The above query requests data about Gnosis Chain subgraph deployments in The Graph protocol. Here’s some more information about subgraphDeployments and the returned fields:

  • subgraphDeployments: The SubgraphDeployment is represented by the immutable subgraph code that is uploaded, and posted to IPFS. A SubgraphDeployment has a manifest which gives the instructions to the Graph Network on what to index. The entity stores relevant data for the SubgraphDeployment on how much it is being staked on and signaled on in the contracts, as well as how it is performing in query fees. It is related to a SubgraphVersion.
  • id: Subgraph Deployment ID. The IPFS hash with Qm removed to fit into 32 bytes
  • activeSubgraphCount: Amount of active Subgraph entities that are currently using this deployment. Deprecated subgraph entities are not counted
  • createdAt: Creation timestamp
  • ipfsHash: IPFS hash of the subgraph manifest
  • subgraphCount: Total amount of Subgraph entities that used this deployment at some point. subgraphCount >= activeSubgraphCount + deprecatedSubgraphCount
  • stakedTokens: CURRENT total stake of all indexers on this Subgraph Deployment
  • signalledTokens: CURRENT signalled tokens in the bonding curve
  • originalName: The original Subgraph that was deployed through GNS. Can be null if never created through GNS. Used for filtering in the Explorer


Gnosis Chain is the first non-ETH chain announced during The Graph’s Migration Infrastructure Providers (MIPs) program.
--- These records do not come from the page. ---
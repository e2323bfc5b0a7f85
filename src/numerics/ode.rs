//! # Adaptive Runge–Kutta integration
//!
//! Embedded Cash–Karp 4(5) pair with error-per-step control, used to evolve the recombination
//! system between two tabulated redshifts. The integrator works in either direction (the
//! recombination history is integrated toward decreasing redshift).
//!
//! The state is a fixed-size [`nalgebra::SVector`], so the right-hand side of a system is a
//! plain function from `(x, y)` to `dy/dx` without heap allocation.
use nalgebra::SVector;

use crate::thermo_errors::ThermoError;

/// A system of first-order ODEs `dy/dx = f(x, y)`.
pub trait OdeSystem<const N: usize> {
    /// Evaluate the derivatives at `(x, y)`.
    fn rhs(&self, x: f64, y: &SVector<f64, N>) -> Result<SVector<f64, N>, ThermoError>;
}

/// Step-size policy and tolerances of the integrator.
#[derive(Debug, Clone, Copy, PartialEq)]
pub struct StepControl {
    /// Relative tolerance on each component.
    pub rtol: f64,
    /// Absolute tolerance on each component.
    pub atol: f64,
    /// Smallest step magnitude accepted before giving up.
    pub min_step: f64,
    /// Maximum number of step attempts (accepted + rejected) per call.
    pub max_steps: usize,
    /// Maximum growth factor of the step between two accepted steps.
    pub max_growth: f64,
}

/// Counters returned with every successful integration.
#[derive(Debug, Clone, Copy, Default, PartialEq)]
pub struct IntegrationStats {
    pub accepted: usize,
    pub rejected: usize,
    pub last_step: f64,
}

const SAFETY: f64 = 0.9;
const MAX_SHRINK: f64 = 0.1;

// Cash–Karp tableau
const A2: f64 = 1. / 5.;
const A3: f64 = 3. / 10.;
const A4: f64 = 3. / 5.;
const A6: f64 = 7. / 8.;
const B21: f64 = 1. / 5.;
const B31: f64 = 3. / 40.;
const B32: f64 = 9. / 40.;
const B41: f64 = 3. / 10.;
const B42: f64 = -9. / 10.;
const B43: f64 = 6. / 5.;
const B51: f64 = -11. / 54.;
const B52: f64 = 5. / 2.;
const B53: f64 = -70. / 27.;
const B54: f64 = 35. / 27.;
const B61: f64 = 1631. / 55296.;
const B62: f64 = 175. / 512.;
const B63: f64 = 575. / 13824.;
const B64: f64 = 44275. / 110592.;
const B65: f64 = 253. / 4096.;
const C1: f64 = 37. / 378.;
const C3: f64 = 250. / 621.;
const C4: f64 = 125. / 594.;
const C6: f64 = 512. / 1771.;
const DC1: f64 = C1 - 2825. / 27648.;
const DC3: f64 = C3 - 18575. / 48384.;
const DC4: f64 = C4 - 13525. / 55296.;
const DC5: f64 = -277. / 14336.;
const DC6: f64 = C6 - 0.25;

/// Adaptive Cash–Karp integrator.
#[derive(Debug, Clone)]
pub struct CashKarp {
    stage: &'static str,
    control: StepControl,
}

impl CashKarp {
    /// Create an integrator.
    ///
    /// Arguments
    /// -----------------
    /// * `stage`: name of the pipeline stage, reported in [`ThermoError::NumericalDivergence`].
    /// * `control`: tolerances and step-size policy.
    pub fn new(stage: &'static str, control: StepControl) -> Self {
        CashKarp { stage, control }
    }

    /// Integrate `system` from `x0` to `x1` starting from `y0`.
    ///
    /// Arguments
    /// -----------------
    /// * `system`: right-hand side of the ODE.
    /// * `x0`, `x1`: integration bounds (`x1 < x0` is allowed).
    /// * `y0`: state at `x0`.
    /// * `first_step`: magnitude of the first trial step, the whole interval if `None`.
    ///
    /// Return
    /// ----------
    /// * The state at `x1` with the step statistics, or [`ThermoError::NumericalDivergence`]
    ///   when the step underflows, the step budget is exhausted or the state stops being finite.
    pub fn integrate<S, const N: usize>(
        &self,
        system: &S,
        x0: f64,
        x1: f64,
        y0: SVector<f64, N>,
        first_step: Option<f64>,
    ) -> Result<(SVector<f64, N>, IntegrationStats), ThermoError>
    where
        S: OdeSystem<N>,
    {
        let span = x1 - x0;
        let mut stats = IntegrationStats::default();
        if span == 0. {
            return Ok((y0, stats));
        }
        let direction = span.signum();
        let mut h = first_step.map_or(span.abs(), |s| s.abs().min(span.abs())) * direction;
        let mut x = x0;
        let mut y = y0;

        for iteration in 0..self.control.max_steps {
            if (x + h - x1) * direction > 0. {
                h = x1 - x;
            }

            let dydx = system.rhs(x, &y)?;
            if dydx.iter().any(|v| !v.is_finite()) {
                return Err(ThermoError::divergence(
                    self.stage,
                    x,
                    h,
                    iteration,
                    "non-finite derivative",
                ));
            }

            let (y_new, y_err) = self.cash_karp_step(system, x, &y, &dydx, h)?;
            let err = self.error_norm(&y, &y_new, &y_err);

            if err <= 1. {
                x += h;
                y = y_new;
                stats.accepted += 1;
                stats.last_step = h;
                if (x - x1) * direction >= 0. {
                    return Ok((y, stats));
                }
                let growth = if err == 0. {
                    self.control.max_growth
                } else {
                    (SAFETY * err.powf(-0.2)).min(self.control.max_growth)
                };
                h *= growth;
            } else {
                stats.rejected += 1;
                // a NaN error norm means the trial step left the physical domain
                let shrink = if err.is_finite() {
                    (SAFETY * err.powf(-0.25)).max(MAX_SHRINK)
                } else {
                    MAX_SHRINK
                };
                h *= shrink;
                if h.abs() < self.control.min_step {
                    return Err(ThermoError::divergence(
                        self.stage,
                        x,
                        h,
                        iteration,
                        "step size underflow",
                    ));
                }
            }
        }

        Err(ThermoError::divergence(
            self.stage,
            x,
            h,
            self.control.max_steps,
            "maximum number of steps reached",
        ))
    }

    fn error_norm<const N: usize>(
        &self,
        y: &SVector<f64, N>,
        y_new: &SVector<f64, N>,
        y_err: &SVector<f64, N>,
    ) -> f64 {
        let mut err: f64 = 0.;
        for i in 0..N {
            let scale = self.control.atol + self.control.rtol * y[i].abs().max(y_new[i].abs());
            let ratio = y_err[i].abs() / scale;
            if !ratio.is_finite() {
                return f64::NAN;
            }
            err = err.max(ratio);
        }
        err
    }

    fn cash_karp_step<S, const N: usize>(
        &self,
        system: &S,
        x: f64,
        y: &SVector<f64, N>,
        k1: &SVector<f64, N>,
        h: f64,
    ) -> Result<(SVector<f64, N>, SVector<f64, N>), ThermoError>
    where
        S: OdeSystem<N>,
    {
        let k2 = system.rhs(x + A2 * h, &(y + k1 * (B21 * h)))?;
        let k3 = system.rhs(x + A3 * h, &(y + (k1 * B31 + k2 * B32) * h))?;
        let k4 = system.rhs(x + A4 * h, &(y + (k1 * B41 + k2 * B42 + k3 * B43) * h))?;
        let k5 = system.rhs(
            x + h,
            &(y + (k1 * B51 + k2 * B52 + k3 * B53 + k4 * B54) * h),
        )?;
        let k6 = system.rhs(
            x + A6 * h,
            &(y + (k1 * B61 + k2 * B62 + k3 * B63 + k4 * B64 + k5 * B65) * h),
        )?;

        let y_out = y + (k1 * C1 + k3 * C3 + k4 * C4 + k6 * C6) * h;
        let y_err = (k1 * DC1 + k3 * DC3 + k4 * DC4 + k5 * DC5 + k6 * DC6) * h;
        Ok((y_out, y_err))
    }
}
Along with previously covered Rust concepts (see other guides), here’s a quick overview of the concepts and topics we’ll encouter in this lesson


Let’s get started!


Code


From your terminal/command line, create a new cargo project and open it with VSCode

cargo new gnosis_subgraphs
cd gnosis_subgraphs
code .



With VSCode now open, click Cargo.toml in the sidebar then add the following dependencies (below [dependencies]). Make sure to save your changes.

serde = { version = "1.0.149", features = ["derive"] }
reqwest = { version = "0.11", features =  ["json"]}
tokio = { version = "1.23.0", features = ["full"] }
csv = "1.1.6"


  • serde is a “framework for serializing and deserializing Rust data structures efficiently and generically”
  • reqwest “provides a convenient, higher-level HTTP Client”
  • tokio is an “event-driven, non-blocking I/O platform for writing asynchronous applications with the Rust programming language”
  • csv provides a fast and flexible CSV reader and writer, with support for Serde.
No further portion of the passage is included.